■ DESCRIPTION OF THE TASK ■
Answer with a single number, the count of lines in the material below that contain the word "String".
★ ★ ★ ★ ★
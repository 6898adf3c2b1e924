//! Decimal parsing and value formatting.

/// Parse a decimal that may use `,` or `.` as the fractional separator.
///
/// Returns `None` for empty or unparseable input. Range checks are left to
/// [`crate::models::Reading::new`].
pub fn parse_decimal(s: &str) -> Option<f64> {
    let trimmed = s.trim();
    if trimmed.is_empty() {
        return None;
    }
    trimmed.replace(',', ".").parse::<f64>().ok()
}

/// Shortest decimal text that parses back to exactly `value`.
///
/// Whole numbers keep a trailing `.0` so the column stays visibly fractional.
pub fn format_value(value: f64) -> String {
    format!("{:?}", value)
}

/// Format a concentration for display with one decimal place.
pub fn format_concentration(value: f64) -> String {
    format!("{:.1} mmol/L", value)
}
★ ★ ★ ★ ★
■ ANSWER SECTION ■
2